Suatu malam, saat mereka berjalan-jalan di taman yang diterangi lampu remang-remang, Senja berhenti dan menatap Nara.
"Nara, aku ingin jujur padamu," kata Senja dengan suara pelan. "Aku tahu tentang Amour sebelum aku membuat profilku. Seorang teman memberitahuku tentang aplikasi ini dan tentang penciptanya: seorang programmer jenius yang kesulitan mencari cinta."
Nara terkejut. "Jadi, kamu sengaja menggunakan Amour untuk bertemu denganku?"
Senja mengangguk. "Ya. Aku penasaran denganmu. Aku ingin tahu apakah algoritma itu benar. Tapi setelah bertemu denganmu, aku sadar bahwa algoritma itu tidak penting. Yang penting adalah kita."
Nara tersenyum. "Aku juga berpikir begitu."
Mereka berciuman di bawah bintang-bintang. Malam itu, Nara menyadari bahwa cinta tidak bisa diprediksi oleh algoritma. Cinta adalah misteri, adalah kejutan, adalah perasaan yang tak terlukiskan yang menghubungkan dua jiwa.

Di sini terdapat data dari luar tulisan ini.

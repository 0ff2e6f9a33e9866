//! Unified API error type and response conversion.
//!
//! Every handler failure crosses the request boundary as a 500 with a
//! `{success:false, error}` JSON body; only missing assets and unknown
//! routes surface as a bare 404. Validation and I/O failures share the
//! same status on purpose, the browser client keys off `success` alone.

use axum::http::StatusCode;
use axum::response::{IntoResponse, Json, Response};
use serde::Serialize;
use std::io::ErrorKind;
use tracing::warn;

use crate::multipart::MultipartError;
use crate::storage::StorageError;

pub enum ApiError {
    Protocol(String),
    Validation(String),
    Format(String),
    Io(String),
    NotFound,
}

#[derive(Serialize)]
struct ErrorBody {
    success: bool,
    error: String,
}

impl IntoResponse for ApiError {
    fn into_response(self) -> Response {
        let (kind, message) = match self {
            ApiError::NotFound => return StatusCode::NOT_FOUND.into_response(),
            ApiError::Protocol(msg) => ("protocol", msg),
            ApiError::Validation(msg) => ("validation", msg),
            ApiError::Format(msg) => ("format", msg),
            ApiError::Io(msg) => ("io", msg),
        };
        warn!(kind, error = %message, "request failed");
        (
            StatusCode::INTERNAL_SERVER_ERROR,
            Json(ErrorBody {
                success: false,
                error: message,
            }),
        )
            .into_response()
    }
}

impl From<MultipartError> for ApiError {
    fn from(error: MultipartError) -> Self {
        ApiError::Protocol(error.to_string())
    }
}

impl From<StorageError> for ApiError {
    fn from(error: StorageError) -> Self {
        match error {
            StorageError::InvalidPath => ApiError::NotFound,
            StorageError::Io(err) => match err.kind() {
                ErrorKind::NotFound => ApiError::NotFound,
                _ => ApiError::Io(err.to_string()),
            },
        }
    }
}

Beberapa bulan kemudian, Amour diluncurkan ke publik. Aplikasi itu sukses besar. Banyak orang menemukan pasangan melalui Amour. Tapi Nara tahu, kesuksesan Amour bukan karena algoritmanya yang sempurna, tapi karena ia membuka pintu bagi orang-orang untuk saling mengenal.
Nara dan Senja menikah setahun kemudian. Di hari pernikahan mereka, Nara berpidato.

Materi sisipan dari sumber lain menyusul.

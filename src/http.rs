//! HTTP plumbing: permissive CORS and the OPTIONS short-circuit.

use axum::body::Body as AxumBody;
use axum::http::{Method, Request, StatusCode};
use axum::middleware::Next;
use axum::response::{IntoResponse, Response};
use tower_http::cors::{Any, CorsLayer};

/// Builds the permissive CORS layer the browser client expects: any
/// origin, the four methods it uses, and the `Content-Type` header.
pub fn build_cors_layer() -> CorsLayer {
    CorsLayer::new()
        .allow_origin(Any)
        .allow_methods([Method::GET, Method::POST, Method::OPTIONS, Method::PUT])
        .allow_headers([axum::http::header::CONTENT_TYPE])
}

/// Answers any OPTIONS request with an empty 200 before routing.
///
/// The CORS layer sits outside this middleware and still decorates the
/// short-circuited response with the allow headers.
pub async fn handle_options(request: Request<AxumBody>, next: Next) -> Response {
    if request.method() == Method::OPTIONS {
        return StatusCode::OK.into_response();
    }
    next.run(request).await
}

"Aku membuat Amour karena aku percaya bahwa cinta bisa diprediksi. Tapi aku salah. Cinta adalah sesuatu yang lebih dari sekadar algoritma. Cinta adalah tentang mengambil risiko, tentang membuka hati, tentang menemukan seseorang yang membuatmu menjadi versi terbaik dari dirimu sendiri."
Ia menatap Senja, yang duduk di barisan depan dengan senyum yang bersinar.
"Aku menemukan cinta melalui Amour. Tapi aku jatuh cinta pada Senja bukan karena algoritma, tapi karena dia adalah dirinya sendiri. Karena dia membuatku tertawa, karena dia membuatku berpikir, karena dia membuatku merasa hidup."
"Terima kasih, Senja. Kamu adalah algoritma terbaik yang pernah ada."
Senja tersenyum dan mengedipkan mata.
Nara tahu, ia tidak bisa memprediksi masa depan. Tapi ia yakin, dengan Senja di sisinya, ia bisa menghadapi apa pun. Karena cinta, seperti algoritma yang baik, selalu menemukan cara untuk memecahkan masalah. Dan terkadang, solusi terbaik adalah yang paling tak terduga.